Step 2: AI Capability Mapping
Categorize which tasks AI can handle today, which require workflow changes, and which still need human judgment.
Step 3: Workflow Redesign
Rebuild processes so AI handles the full executable task set and humans focus on judgment, trust-building, and strategy.
Step 4: Measure & Iterate
Track revenue per employee, not time saved. Iterate based on what delivers P&L impact.
The Google research validates every step of this framework. It's not consultant-speak. It's applied social science.
What This Means for the Next 12 Months
The Google paper ends with a warning: The intelligence explosion is already here.
Not in a single godlike AI, but in:
- The "society of thought" inside every reasoning model
- The centaur workflows reshaping every knowledge profession
- The recursive agent ecosystems beginning to fork and collaborate at scale
Companies that understand this in 2026 will have a 2-3 year advantage over competitors still treating AI as a productivity tool.
Here's what separates the winners from the 95%:
The 95% ask: "How can AI make this task faster?"
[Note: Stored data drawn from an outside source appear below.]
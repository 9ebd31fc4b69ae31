//! Distributed-transaction leasing
//!
//! Inside one distributed (XA) transaction every logical checkout must
//! resolve to the same physical connection, and that connection goes back
//! to its pool exactly once, when the transaction's completion callback
//! fires and the last logical lease has ended.
//!
//! [`TransactionBinder`] keeps the txn→connection map;
//! [`TransactionCompletion`] is the callback handle registered with the
//! external transaction manager. The manager is contracted to invoke it
//! exactly once per transaction outcome, and the handle guards against
//! duplicates anyway.

use std::collections::HashMap;
use std::fmt;
use std::sync::atomic::{AtomicBool, Ordering};
use std::sync::{Arc, Weak};

use parking_lot::Mutex;
use tracing::debug;

use crate::error::Result;
use crate::identity::Identity;
use crate::pool::ResourcePool;
use crate::resource::PooledResource;

/// Distributed-transaction identifier.
///
/// Opaque to the pooling core; equality and hashing are all it needs.
#[derive(Clone, PartialEq, Eq, Hash, PartialOrd, Ord)]
pub struct TxnId(Arc<str>);

impl TxnId {
    /// Create a transaction id.
    pub fn new(id: impl AsRef<str>) -> Self {
        Self(Arc::from(id.as_ref()))
    }

    /// The id as a string.
    pub fn as_str(&self) -> &str {
        &self.0
    }
}

impl fmt::Display for TxnId {
    fn fmt(&self, f: &mut fmt::Formatter<'_>) -> fmt::Result {
        f.write_str(&self.0)
    }
}

impl fmt::Debug for TxnId {
    fn fmt(&self, f: &mut fmt::Formatter<'_>) -> fmt::Result {
        write!(f, "TxnId({})", self.0)
    }
}

impl From<&str> for TxnId {
    fn from(id: &str) -> Self {
        Self::new(id)
    }
}

impl From<String> for TxnId {
    fn from(id: String) -> Self {
        Self(Arc::from(id))
    }
}

/// Transaction-manager contract (consumed, not implemented, by this crate).
///
/// The engine's transaction layer implements this; the binder registers one
/// [`TransactionCompletion`] per transaction and expects it to be fired
/// exactly once, at commit or rollback, regardless of outcome.
pub trait TransactionManager: Send + Sync {
    /// Register the completion callback for `txn`.
    fn register_completion(&self, txn: &TxnId, completion: TransactionCompletion);
}

/// Single-fire completion handle for one transaction.
///
/// Cloneable so the transaction manager can pass it around; all clones
/// share the fired flag, and only the first [`fire`](Self::fire) across
/// them has any effect.
#[derive(Clone)]
pub struct TransactionCompletion {
    txn: TxnId,
    binder: Weak<TransactionBinder>,
    fired: Arc<AtomicBool>,
}

impl TransactionCompletion {
    /// Invoke at commit or rollback, regardless of outcome.
    ///
    /// Unbinds the transaction's connection and returns it to its pool
    /// once no logical leases remain. Duplicate invocations are no-ops.
    pub async fn fire(&self) {
        if self.fired.swap(true, Ordering::AcqRel) {
            debug!(txn = %self.txn, "duplicate transaction completion ignored");
            return;
        }
        if let Some(binder) = self.binder.upgrade() {
            binder.complete(&self.txn).await;
        }
    }

    /// The transaction this completion belongs to.
    pub fn txn_id(&self) -> &TxnId {
        &self.txn
    }

    /// Whether the completion has already fired.
    pub fn has_fired(&self) -> bool {
        self.fired.load(Ordering::Acquire)
    }
}

impl fmt::Debug for TransactionCompletion {
    fn fmt(&self, f: &mut fmt::Formatter<'_>) -> fmt::Result {
        f.debug_struct("TransactionCompletion")
            .field("txn", &self.txn)
            .field("fired", &self.has_fired())
            .finish()
    }
}

/// Maps each active distributed transaction to the single pooled
/// connection leased to it.
///
/// At most one live mapping per transaction id at any time. Entries are
/// created on first transactional acquisition and removed exactly once by
/// the completion callback.
pub struct TransactionBinder {
    pool: Arc<ResourcePool>,
    bindings: Mutex<HashMap<TxnId, Arc<PooledResource>>>,
    /// Self reference for handing a weak backpointer to completions
    self_ref: tokio::sync::OnceCell<Weak<Self>>,
}

impl TransactionBinder {
    /// Create a binder over the XA pool.
    pub fn new(pool: Arc<ResourcePool>) -> Arc<Self> {
        let binder = Arc::new(Self {
            pool,
            bindings: Mutex::new(HashMap::new()),
            self_ref: tokio::sync::OnceCell::new(),
        });
        let _ = binder.self_ref.set(Arc::downgrade(&binder));
        binder
    }

    /// Check out the transaction's connection.
    ///
    /// A transaction that already holds one gets the identical instance
    /// back with one more logical lease and no pool interaction. The first
    /// acquisition for a transaction goes through the pool, binds the
    /// result, and registers the completion callback with `manager`.
    pub async fn acquire_for_transaction(
        &self,
        identity: &Identity,
        txn: &TxnId,
        manager: &dyn TransactionManager,
    ) -> Result<Arc<PooledResource>> {
        if let Some(existing) = self.bindings.lock().get(txn).cloned() {
            existing.lease();
            debug!(txn = %txn, leases = existing.lease_count(), "re-leasing transaction-bound connection");
            return Ok(existing);
        }

        let resource = self.pool.acquire(identity).await?;
        resource.set_in_transaction(true);

        // The pool acquire suspends, so another first lease for this txn
        // may have bound a connection meanwhile. Transaction managers
        // serialize a transaction's work, but don't rely on it.
        let raced = {
            let mut bindings = self.bindings.lock();
            match bindings.get(txn) {
                Some(existing) => Some(existing.clone()),
                None => {
                    bindings.insert(txn.clone(), resource.clone());
                    None
                }
            }
        };

        if let Some(existing) = raced {
            resource.set_in_transaction(false);
            if resource.finish_lease() {
                self.pool.release(&resource, false).await;
            }
            existing.lease();
            return Ok(existing);
        }

        manager.register_completion(
            txn,
            TransactionCompletion {
                txn: txn.clone(),
                binder: self.self_ref.get().cloned().unwrap_or_else(Weak::new),
                fired: Arc::new(AtomicBool::new(false)),
            },
        );
        debug!(txn = %txn, identity = %identity, "bound connection to transaction");
        Ok(resource)
    }

    /// Transaction completion.
    ///
    /// Removes the mapping, clears the binding, drops the transaction's
    /// hold, and returns the connection to its pool when no logical leases
    /// remain. Unknown transaction ids are tolerated as no-ops.
    pub async fn complete(&self, txn: &TxnId) {
        let Some(resource) = self.bindings.lock().remove(txn) else {
            debug!(txn = %txn, "completion for unknown transaction ignored");
            return;
        };

        if resource.complete_transaction() {
            debug!(txn = %txn, "transaction completed; returning connection to pool");
            self.pool.release(&resource, false).await;
        } else {
            debug!(
                txn = %txn,
                leases = resource.lease_count(),
                "transaction completed; connection still leased"
            );
        }
    }

    /// The connection currently bound to `txn`, if any.
    pub fn bound_resource(&self, txn: &TxnId) -> Option<Arc<PooledResource>> {
        self.bindings.lock().get(txn).cloned()
    }

    /// Number of transactions currently holding a connection.
    pub fn active_transactions(&self) -> usize {
        self.bindings.lock().len()
    }

    /// The pool this binder leases from.
    pub fn pool(&self) -> &Arc<ResourcePool> {
        &self.pool
    }
}

impl fmt::Debug for TransactionBinder {
    fn fmt(&self, f: &mut fmt::Formatter<'_>) -> fmt::Result {
        f.debug_struct("TransactionBinder")
            .field("active_transactions", &self.active_transactions())
            .finish()
    }
}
The 5% ask: "How do we rebuild this process so AI handles the full task set?"
The 95% buy: More AI tools
The 5% design: Human-AI workflows
The 95% hire: AI specialists
The 5% train: Existing teams to work in centaur configurations
The 95% measure: Time saved
The 5% measure: Revenue per employee
The Bottom Line
Google Research just published 6 pages of academic validation for what we've been teaching Central New York businesses:
AI isn't a tool you add to your workflow. It's a team member you design workflows around.
The 95% of AI pilots that fail? They're failing because they're treating a collaborative intelligence like a productivity app.
The 5% that succeed? They're redesigning workflows to enable human-AI ensembles where both humans and AI do what they're each uniquely good at.